Spider plants like a good amount of indirect light. If they are kept in the shade for too long, their growth won’t be very robust.

If they sit in direct sunlight for too long, their leaves could burn. We recommend placing your spider plant on a windowsill that receives a lot of gentle morning sun. 

Water

Spider plants enjoy being in soil that is slightly moist. If they are overwatered, root rot could take hold.

As such, it is important to ensure that your spider plant isn’t ever sat in an excess of water. Also, spider plants can be sensitive to chlorine and fluoride, so use rainwater to water them if possible. 

Soil 

Generally, spider plants aren’t very picky about the soil. However, for the best results, plant your spider plant in loose, loamy soil with good drainage.

They also tend to thrive in soil with a neutral pH and don’t like overly salty soil. 

Temperature And Humidity 

Spider plants prefer slightly warm and humid conditions. They will struggle to grow properly if the temperature of their environment is less than 50 degrees Fahrenheit.

Temperature And Humidity 

As such, if you have an air conditioning unit or drafts, it is important that your snake plant is protected from these. 

If the humidity levels in your home are too low, the snake plant’s leaves may begin to brown. If this happens, don’t worry!
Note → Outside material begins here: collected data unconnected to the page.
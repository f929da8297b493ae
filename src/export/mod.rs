use std::collections::BTreeMap;
use std::path::{Path, PathBuf};
use std::process::Stdio;
use std::sync::Arc;
use std::time::Duration;

use async_trait::async_trait;
use clap::ValueEnum;
use tokio::io::AsyncWriteExt;
use tokio::process::Command;
use uuid::Uuid;

use crate::errors::ExportError;
use crate::store::ArtifactStore;
use crate::translate::{Language, Translation};

/// Output document formats.
#[derive(Debug, Clone, Copy, PartialEq, Eq, PartialOrd, Ord, Hash, ValueEnum)]
pub enum DocumentFormat {
    /// Plain text, the raw translation with no structural wrapping
    Text,
    /// Rich-text document (Word)
    Docx,
    /// Fixed-layout document (PDF)
    Pdf,
}

impl DocumentFormat {
    pub fn extension(&self) -> &'static str {
        match self {
            DocumentFormat::Text => "txt",
            DocumentFormat::Docx => "docx",
            DocumentFormat::Pdf => "pdf",
        }
    }

    /// MIME type for the format, suitable for a download action.
    pub fn mime_type(&self) -> &'static str {
        match self {
            DocumentFormat::Text => "text/plain",
            DocumentFormat::Docx => {
                "application/vnd.openxmlformats-officedocument.wordprocessingml.document"
            }
            DocumentFormat::Pdf => "application/pdf",
        }
    }

    /// All formats, in the order they are rendered.
    pub fn all() -> &'static [DocumentFormat] {
        &[
            DocumentFormat::Text,
            DocumentFormat::Docx,
            DocumentFormat::Pdf,
        ]
    }
}

impl std::fmt::Display for DocumentFormat {
    fn fmt(&self, f: &mut std::fmt::Formatter<'_>) -> std::fmt::Result {
        match self {
            DocumentFormat::Text => write!(f, "text"),
            DocumentFormat::Docx => write!(f, "docx"),
            DocumentFormat::Pdf => write!(f, "pdf"),
        }
    }
}

/// One rendered document for one (translation, format) pair.
///
/// Exported documents are the run's deliverables: cleanup never removes them.
#[derive(Debug, Clone)]
pub struct ExportedDocument {
    pub language: Language,
    pub format: DocumentFormat,
    pub path: PathBuf,
    pub mime_type: &'static str,
}

/// Trait for the external rich-text and fixed-layout document writers.
#[async_trait]
pub trait DocumentConverter: Send + Sync {
    /// Render an HTML fragment into a rich-text document at `output`.
    async fn html_to_docx(&self, html: &str, output: &Path) -> Result<(), ExportError>;

    /// Render an HTML fragment into a fixed-layout document at `output`.
    async fn html_to_pdf(&self, html: &str, output: &Path) -> Result<(), ExportError>;
}

/// Production converter shelling out to pandoc (docx) and wkhtmltopdf (pdf),
/// both fed the HTML fragment on stdin.
pub struct CommandConverter {
    timeout: Duration,
}

impl CommandConverter {
    pub fn new(timeout: Duration) -> Self {
        Self { timeout }
    }

    async fn run_with_stdin(
        &self,
        tool: &'static str,
        args: &[&str],
        input: &str,
        output: &Path,
    ) -> Result<(), ExportError> {
        tracing::debug!("Rendering document with {}: {}", tool, output.display());

        let mut child = Command::new(tool)
            .args(args)
            .stdin(Stdio::piped())
            .stdout(Stdio::null())
            .stderr(Stdio::piped())
            // A converter that outlives the timeout must not keep running and
            // write its output into an already finalized run directory.
            .kill_on_drop(true)
            .spawn()
            .map_err(|source| ExportError::Spawn { tool, source })?;

        if let Some(mut stdin) = child.stdin.take() {
            stdin
                .write_all(input.as_bytes())
                .await
                .map_err(|source| ExportError::Spawn { tool, source })?;
            // Dropping stdin closes the pipe so the tool sees EOF.
        }

        let result = tokio::time::timeout(self.timeout, child.wait_with_output()).await;
        let out = match result {
            Ok(Ok(out)) => out,
            Ok(Err(source)) => return Err(ExportError::Spawn { tool, source }),
            Err(_) => {
                return Err(ExportError::Timeout {
                    tool,
                    seconds: self.timeout.as_secs(),
                })
            }
        };

        if !out.status.success() {
            return Err(ExportError::ConverterFailed {
                tool,
                status: out.status,
                stderr: String::from_utf8_lossy(&out.stderr).into_owned(),
            });
        }

        let size = tokio::fs::metadata(output).await.map(|m| m.len()).unwrap_or(0);
        if size == 0 {
            return Err(ExportError::EmptyOutput(output.to_path_buf()));
        }

        Ok(())
    }
}

#[async_trait]
impl DocumentConverter for CommandConverter {
    async fn html_to_docx(&self, html: &str, output: &Path) -> Result<(), ExportError> {
        let out = output.to_string_lossy().into_owned();
        self.run_with_stdin("pandoc", &["-f", "html", "-t", "docx", "-o", &out, "-"], html, output)
            .await
    }

    async fn html_to_pdf(&self, html: &str, output: &Path) -> Result<(), ExportError> {
        let out = output.to_string_lossy().into_owned();
        self.run_with_stdin(
            "wkhtmltopdf",
            &["--quiet", "--encoding", "utf-8", "-", &out],
            html,
            output,
        )
        .await
    }
}

/// Escape text for embedding in the exported HTML fragment.
fn escape_html(text: &str) -> String {
    text.replace('&', "&amp;")
        .replace('<', "&lt;")
        .replace('>', "&gt;")
}

/// Minimal structural document shared by the rich-text and fixed-layout
/// renderings: one heading with the language name, one body paragraph.
pub fn document_html(translation: &Translation) -> String {
    format!(
        "<h1>{} Translation</h1><p>{}</p>",
        translation.language.name(),
        escape_html(&translation.text)
    )
}

/// File name of an exported document inside the run directory.
pub fn document_file_name(language: Language, format: DocumentFormat) -> String {
    format!("{}_translation.{}", language.name(), format.extension())
}

/// Renders translations into the requested document formats and writes them
/// into the artifact store.
pub struct Exporter {
    converter: Arc<dyn DocumentConverter>,
}

impl Exporter {
    pub fn new(converter: Arc<dyn DocumentConverter>) -> Self {
        Self { converter }
    }

    /// Render `translation` into each requested format.
    ///
    /// Failures are per (language, format): one failed rendering does not
    /// block the remaining formats.
    pub async fn export(
        &self,
        store: &ArtifactStore,
        run_id: Uuid,
        translation: &Translation,
        formats: &[DocumentFormat],
    ) -> BTreeMap<DocumentFormat, Result<ExportedDocument, ExportError>> {
        let mut documents = BTreeMap::new();

        for &format in formats {
            let result = self
                .export_one(store, run_id, translation, format)
                .await;
            if let Err(e) = &result {
                tracing::warn!(
                    "Export failed for {} ({}): {}",
                    translation.language,
                    format,
                    e
                );
            }
            documents.insert(format, result);
        }

        documents
    }

    async fn export_one(
        &self,
        store: &ArtifactStore,
        run_id: Uuid,
        translation: &Translation,
        format: DocumentFormat,
    ) -> Result<ExportedDocument, ExportError> {
        let name = document_file_name(translation.language, format);

        let path = match format {
            DocumentFormat::Text => {
                let handle = store
                    .write(run_id, &name, translation.text.as_bytes())
                    .await?;
                handle.path().to_path_buf()
            }
            DocumentFormat::Docx => {
                let path = store.artifact_path(run_id, &name);
                let html = document_html(translation);
                self.converter.html_to_docx(&html, &path).await?;
                path
            }
            DocumentFormat::Pdf => {
                let path = store.artifact_path(run_id, &name);
                let html = document_html(translation);
                self.converter.html_to_pdf(&html, &path).await?;
                path
            }
        };

        Ok(ExportedDocument {
            language: translation.language,
            format,
            path,
            mime_type: format.mime_type(),
        })
    }
}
Simply mist the plant with water from time to time.

This will help maintain the necessary humidity levels for your plant to thrive. 

Fertilizer 

If you want to give your spider plant a boost, we recommend feeding it around twice a month during its active growing seasons (spring and summer).

We like using an all-purpose granular fertilizer for our snake plants. However, it is important that you proceed with caution, as too much fertilizer can cause damage. 

Frequently Asked Questions

If you still have some propagation or spider plant-related queries, don’t worry! We’ve included this handy FAQ section to ensure that all of your burning questions are answered.

Once you’ve finished reading this, you’ll be an expert on spider plants and propagation! 

Are Spider Plants Toxic To Dogs And Cats? 

Nope! In fact, one of the reasons that spider plants are so popular is because they are non-toxic.

If your cat or dog accidentally ingests the leaves of your spider plant, they should be just fine (your spider plant may not be though). 

When Should You Propagate A Spider Plant? 

Technically, you can propagate spider plants any time of the year. However, for the best results, we recommend propagating throughout spring or summer.

It will be easier and quicker to propagate throughout their active growing season. 

How High Can A Spider Plant Grow? 

Spider plants don’t tend to grow very high. The largest cultivars may reach a height of 2 feet, but most dwarf types will never grow to be that tall.

Rather than growing upwards, they tend to grow outwards and downwards. 

Can Spider Plants Live Outside? 

Yes! They can survive outside in USDA Hardiness Zones 9 through to 11. If you live in a colder climate, you should bring your spider plant inside if the temperature drops below 50 degrees Fahrenheit. 

How Long Do Spider Plants Live? 

Spider plants typically live for longer than 20 years, as long as they receive the proper care and attention.

In fact, some varieties have been known to survive for up to 50 years! To ensure the longevity of your spider plant, follow our general care guide above. 

Final Thoughts

Spider plants are truly wonderful houseplants. They look lovely, they grow quickly, they’re simple to care for, and they are easy to propagate!

What more could you want? We hope that this article has inspired you to fill your house with spider plants!